Another day in court saw Jim Potts and one of his cousins sent to gaol for six months for poaching and assault, after a fracas when ‘Obi’ Joybell was knocked senseless by a bludgeon. He recovered, but after that Rudd became more disillusioned with his job – working all hours, against such odds, raising fine birds only to see them slaughtered; he and Jess decided to leave the bad memories of Hewinghall behind. In the summer of the Queen’s Diamond Jubilee, Rudd got his licence to deal in game and they moved, with three-year-old Jabez, to a fine house in the middle of Lynn. In time, Jess even had her own maid-of-all-work, and later a parlour maid too. Sometimes she had to pinch herself to be sure it was true.
She also, at last, swallowed her vanity and acquired a pair of spectacles, which made close work and reading suddenly so much easier,
and she joined the library, where she was astonished to discover what new horizons waited to be explored through the printed word. It had taken her a long time, but now she made up for the delay, delighting in educating herself. It made her, she felt, a better wife for Reuben.
Her one continuing sorrow was her failure to bear a child of her own. Reuben said it didn’t matter – he said she was enough for him and what with Jabez, and the Fysher brood always in and out, he didn’t want for youthful company. But Jess brooded on it for years. She was barren and for both her and Reuben, whatever he said to cheer her, that was a sadness.
Still, they had Jabez, whom they both loved like a son. He grew into a fine young man, with dark curly hair like Lily’s, and vivid blue eyes, and an easy charming way that was part Lily and part Richard Fyncham. His tall, rangy frame was all Fyncham. But his name was Henefer and as far as he knew Matty Henefer had been his father. No one in Lynn, other than Jess and Reuben, knew the truth.
Nor did it seem that Sir Richard Fyncham cared. Never in all that time did he enquire after his motherless natural son, though he continued to devote himself to spoiling his daughter.
News of Hewinghall came from Miss Peartree, with whom they kept in touch. The old lady remained at Park Lodge, with Dolly Upton to look after her even after Dolly married Bob Gooden, Rudd’s apprentice; he moved into the lodge, too, and continued keepering.
Miss Peartree wrote that Sir Richard was so anxious to protect Bella he had attempted to prevent her marrying, but when Bella turned twenty-one she defied him and became Mrs Gerald Stroud. But she was never strong. The following year, just as war broke out, she died giving birth to her son, Hammond Fyncham Stroud. Sir Richard was desolated.
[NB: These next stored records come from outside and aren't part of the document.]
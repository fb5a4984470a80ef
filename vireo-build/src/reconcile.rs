//! Last-indexed version bookkeeping
//!
//! OTUs under a reference are grouped by their current `version`, restricted to
//! those whose `last_indexed_version` differs. Each group is advanced with a
//! single conditional bulk update, so an already reconciled reference touches
//! nothing. The values being replaced are kept in the summary so a failed
//! build can put them back with [`restore`].

use futures::TryStreamExt;
use serde::{Deserialize, Serialize};
use serde_json::Value;
use std::collections::BTreeMap;
use vireo_core::error::{VireoError, VireoResult};
use vireo_storage::{Collection, DocumentStore, Filter, Group, GroupQuery, Patch};

#[derive(Debug, Clone, Default, PartialEq, Eq, Serialize, Deserialize)]
pub struct ReconcileSummary {
    /// Distinct version values that needed advancing
    pub groups: usize,
    /// Records whose `last_indexed_version` was written
    pub updated: u64,
    /// Bookkeeping as it was before this run, one entry per replaced value
    #[serde(default, skip_serializing_if = "Vec::is_empty")]
    pub prior: Vec<PriorIndexed>,
}

/// Records that moved from `last_indexed_version` to `advanced_to`
#[derive(Debug, Clone, PartialEq, Eq, Serialize, Deserialize)]
pub struct PriorIndexed {
    pub last_indexed_version: Value,
    pub advanced_to: Value,
    pub ids: Vec<String>,
}

#[derive(Deserialize)]
struct IndexedOtu {
    #[serde(rename = "_id")]
    id: String,
    #[serde(default)]
    last_indexed_version: Value,
}

pub async fn reconcile(
    store: &dyn DocumentStore,
    reference_id: &str,
) -> VireoResult<ReconcileSummary> {
    let query = GroupQuery::new(Filter::new().eq("reference.id", reference_id), "version")
        .where_fields_differ("version", "last_indexed_version");

    let groups: Vec<Group> = store
        .aggregate(Collection::Otus, &query)
        .await?
        .try_collect()
        .await?;

    let mut summary = ReconcileSummary::default();

    for group in groups {
        if group.key.is_null() {
            tracing::warn!(ids = group.ids.len(), "skipping OTUs without a version");
            continue;
        }

        // The version guard keeps a record that moved on since grouping untouched
        let filter = Filter::new()
            .is_in("_id", group.ids.iter().cloned().map(Value::from))
            .eq("version", group.key.clone());

        let current: Vec<IndexedOtu> = vireo_storage::fetch_all(store, Collection::Otus, &filter)
            .await
            .map_err(|e| {
                VireoError::Store(format!("failed to read OTUs at version {}: {}", group.key, e))
            })?;

        let patch = Patch::new().set("last_indexed_version", group.key.clone());
        let result = store
            .update_many(Collection::Otus, &filter, &patch)
            .await
            .map_err(|e| {
                VireoError::Store(format!("failed to advance version {}: {}", group.key, e))
            })?;

        tracing::debug!(
            version = %group.key,
            matched = result.matched,
            modified = result.modified,
            "advanced last indexed version"
        );

        summary.groups += 1;
        summary.updated += result.modified;
        summary.prior.extend(group_prior(current, &group.key));
    }

    tracing::info!(
        reference_id,
        groups = summary.groups,
        updated = summary.updated,
        "reconciled last indexed versions"
    );

    Ok(summary)
}

/// Bucket a group's records by the value they held before advancing
fn group_prior(records: Vec<IndexedOtu>, advanced_to: &Value) -> Vec<PriorIndexed> {
    let mut buckets: BTreeMap<String, PriorIndexed> = BTreeMap::new();

    for record in records {
        if record.last_indexed_version == *advanced_to {
            continue;
        }
        buckets
            .entry(record.last_indexed_version.to_string())
            .or_insert_with(|| PriorIndexed {
                last_indexed_version: record.last_indexed_version.clone(),
                advanced_to: advanced_to.clone(),
                ids: Vec::new(),
            })
            .ids
            .push(record.id);
    }

    buckets.into_values().collect()
}

/// Put back the bookkeeping a reconcile replaced.
///
/// Only records still holding the advanced value are rewritten. Returns the
/// number of records restored.
pub async fn restore(store: &dyn DocumentStore, summary: &ReconcileSummary) -> VireoResult<u64> {
    let mut restored = 0;

    for prior in &summary.prior {
        let filter = Filter::new()
            .is_in("_id", prior.ids.iter().cloned().map(Value::from))
            .eq("last_indexed_version", prior.advanced_to.clone());
        let patch = Patch::new().set("last_indexed_version", prior.last_indexed_version.clone());

        let result = store
            .update_many(Collection::Otus, &filter, &patch)
            .await
            .map_err(|e| {
                VireoError::Store(format!(
                    "failed to restore last indexed version {}: {}",
                    prior.last_indexed_version, e
                ))
            })?;

        tracing::debug!(
            from = %prior.advanced_to,
            to = %prior.last_indexed_version,
            modified = result.modified,
            "restored last indexed version"
        );
        restored += result.modified;
    }

    Ok(restored)
}
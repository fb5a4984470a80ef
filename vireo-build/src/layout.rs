//! On-disk layout of one build
//!
//! Artifacts are written under a staging directory and copied into the final
//! index directory once every stage that produces files has finished.

use crate::index::{FileKind, IndexFile};
use std::path::{Path, PathBuf};
use vireo_bio::DataType;
use vireo_core::error::{VireoError, VireoResult};
use vireo_core::system::{index_dir, staging_dir};
use vireo_tools::BOWTIE2_SUFFIXES;

pub const FASTA_FILE: &str = "reference.fa";
pub const EXPORT_FILE: &str = "reference.json.gz";
/// Output prefix handed to bowtie2-build
pub const INDEX_PREFIX: &str = "reference";

#[derive(Debug, Clone, PartialEq, Eq)]
pub struct BuildLayout {
    pub staging: PathBuf,
    pub final_dir: PathBuf,
}

impl BuildLayout {
    pub fn new(staging: impl Into<PathBuf>, final_dir: impl Into<PathBuf>) -> Self {
        Self {
            staging: staging.into(),
            final_dir: final_dir.into(),
        }
    }

    /// Layout for `index_id` under the given staging and data roots
    pub fn for_index(
        staging_root: &Path,
        data_root: &Path,
        reference_id: &str,
        index_id: &str,
    ) -> Self {
        Self::new(
            staging_dir(staging_root, index_id),
            index_dir(data_root, reference_id, index_id),
        )
    }

    pub fn fasta_path(&self) -> PathBuf {
        self.staging.join(FASTA_FILE)
    }

    pub fn export_path(&self) -> PathBuf {
        self.staging.join(EXPORT_FILE)
    }

    pub fn index_prefix(&self) -> PathBuf {
        self.staging.join(INDEX_PREFIX)
    }

    /// Names of every file the build is expected to have produced
    pub fn expected_files(data_type: &DataType) -> Vec<String> {
        let mut names = vec![FASTA_FILE.to_string(), EXPORT_FILE.to_string()];
        if !data_type.is_barcode() {
            names.extend(
                BOWTIE2_SUFFIXES
                    .iter()
                    .map(|suffix| format!("{}{}", INDEX_PREFIX, suffix)),
            );
        }
        names
    }

    pub async fn prepare(&self) -> VireoResult<()> {
        tokio::fs::create_dir_all(&self.staging)
            .await
            .map_err(|e| VireoError::filesystem(&self.staging, e))
    }

    /// Copy every expected artifact from staging into the final directory.
    ///
    /// A missing artifact fails the transfer.
    pub async fn transfer(&self, data_type: &DataType) -> VireoResult<Vec<IndexFile>> {
        tokio::fs::create_dir_all(&self.final_dir)
            .await
            .map_err(|e| VireoError::filesystem(&self.final_dir, e))?;

        let mut files = Vec::new();
        for name in Self::expected_files(data_type) {
            let source = self.staging.join(&name);
            let target = self.final_dir.join(&name);

            let size = tokio::fs::copy(&source, &target)
                .await
                .map_err(|e| VireoError::filesystem(&source, e))?;

            tracing::debug!(file = %name, size, "transferred artifact");
            files.push(IndexFile {
                kind: FileKind::for_name(&name),
                name,
                size,
            });
        }

        Ok(files)
    }

    /// Remove the staging tree. A tree that is already gone counts as removed.
    pub async fn remove_staging(&self) -> VireoResult<bool> {
        remove_tree(&self.staging).await
    }

    pub async fn remove_final(&self) -> VireoResult<bool> {
        remove_tree(&self.final_dir).await
    }
}

async fn remove_tree(path: &Path) -> VireoResult<bool> {
    match tokio::fs::remove_dir_all(path).await {
        Ok(()) => Ok(true),
        Err(e) if e.kind() == std::io::ErrorKind::NotFound => Ok(false),
        Err(e) => Err(VireoError::filesystem(path, e)),
    }
}

#[cfg(test)]
mod tests {
    use super::*;
    use pretty_assertions::assert_eq;
    use tempfile::TempDir;

    fn layout(root: &TempDir) -> BuildLayout {
        BuildLayout::for_index(
            &root.path().join("temp"),
            &root.path().join("data"),
            "ref1",
            "idx1",
        )
    }

    #[test]
    fn test_paths() {
        let layout =
            BuildLayout::for_index(Path::new("/tmp/vireo"), Path::new("/data"), "ref1", "idx1");

        assert_eq!(layout.staging, PathBuf::from("/tmp/vireo/idx1"));
        assert_eq!(layout.final_dir, PathBuf::from("/data/references/ref1/idx1"));
        assert_eq!(layout.fasta_path(), PathBuf::from("/tmp/vireo/idx1/reference.fa"));
        assert_eq!(layout.export_path(), PathBuf::from("/tmp/vireo/idx1/reference.json.gz"));
        assert_eq!(layout.index_prefix(), PathBuf::from("/tmp/vireo/idx1/reference"));
    }

    #[test]
    fn test_expected_files() {
        assert_eq!(
            BuildLayout::expected_files(&DataType::Barcode),
            vec!["reference.fa", "reference.json.gz"]
        );

        let genome = BuildLayout::expected_files(&DataType::Genome);
        assert_eq!(genome.len(), 8);
        assert!(genome.contains(&"reference.rev.2.bt2".to_string()));
    }

    #[tokio::test]
    async fn test_transfer_copies_and_records_files() {
        let root = TempDir::new().unwrap();
        let layout = layout(&root);
        layout.prepare().await.unwrap();

        std::fs::write(layout.fasta_path(), ">s1\nACGT\n").unwrap();
        std::fs::write(layout.export_path(), b"gz").unwrap();

        let files = layout.transfer(&DataType::Barcode).await.unwrap();

        assert_eq!(
            files,
            vec![
                IndexFile {
                    name: "reference.fa".to_string(),
                    size: 9,
                    kind: FileKind::Fasta,
                },
                IndexFile {
                    name: "reference.json.gz".to_string(),
                    size: 2,
                    kind: FileKind::Json,
                },
            ]
        );
        assert!(layout.final_dir.join(FASTA_FILE).exists());
    }

    #[tokio::test]
    async fn test_transfer_fails_on_missing_index_part() {
        let root = TempDir::new().unwrap();
        let layout = layout(&root);
        layout.prepare().await.unwrap();

        std::fs::write(layout.fasta_path(), ">s1\nACGT\n").unwrap();
        std::fs::write(layout.export_path(), b"gz").unwrap();

        let err = layout.transfer(&DataType::Genome).await.unwrap_err();
        assert!(matches!(err, VireoError::Filesystem { .. }));
    }

    #[tokio::test]
    async fn test_remove_missing_tree_is_clean() {
        let root = TempDir::new().unwrap();
        let layout = layout(&root);

        assert!(!layout.remove_staging().await.unwrap());

        layout.prepare().await.unwrap();
        assert!(layout.remove_staging().await.unwrap());
        assert!(!layout.staging.exists());
    }
}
When the Great War began, Jabez Henefer was twenty. He volunteered at once, much to the despair of his adoptive parents. Jess and Rudd spent three years in daily terror of hearing black news and finally it came, in December 1917: Jabez had been wounded and was gravely ill with septicaemia. The generals sent home a thin, sickly skeleton over whom Jess wept many tears, but Jabez was strong; he fought back to health and while he was on leave, he married his cousin, Fanny Fysher’s daughter Bessy. Then, in April 1918, newly promoted to Corporal, he went back to the front, proud and laughing, telling his family that he’d faced his fate and beaten it – the war wouldn’t get him.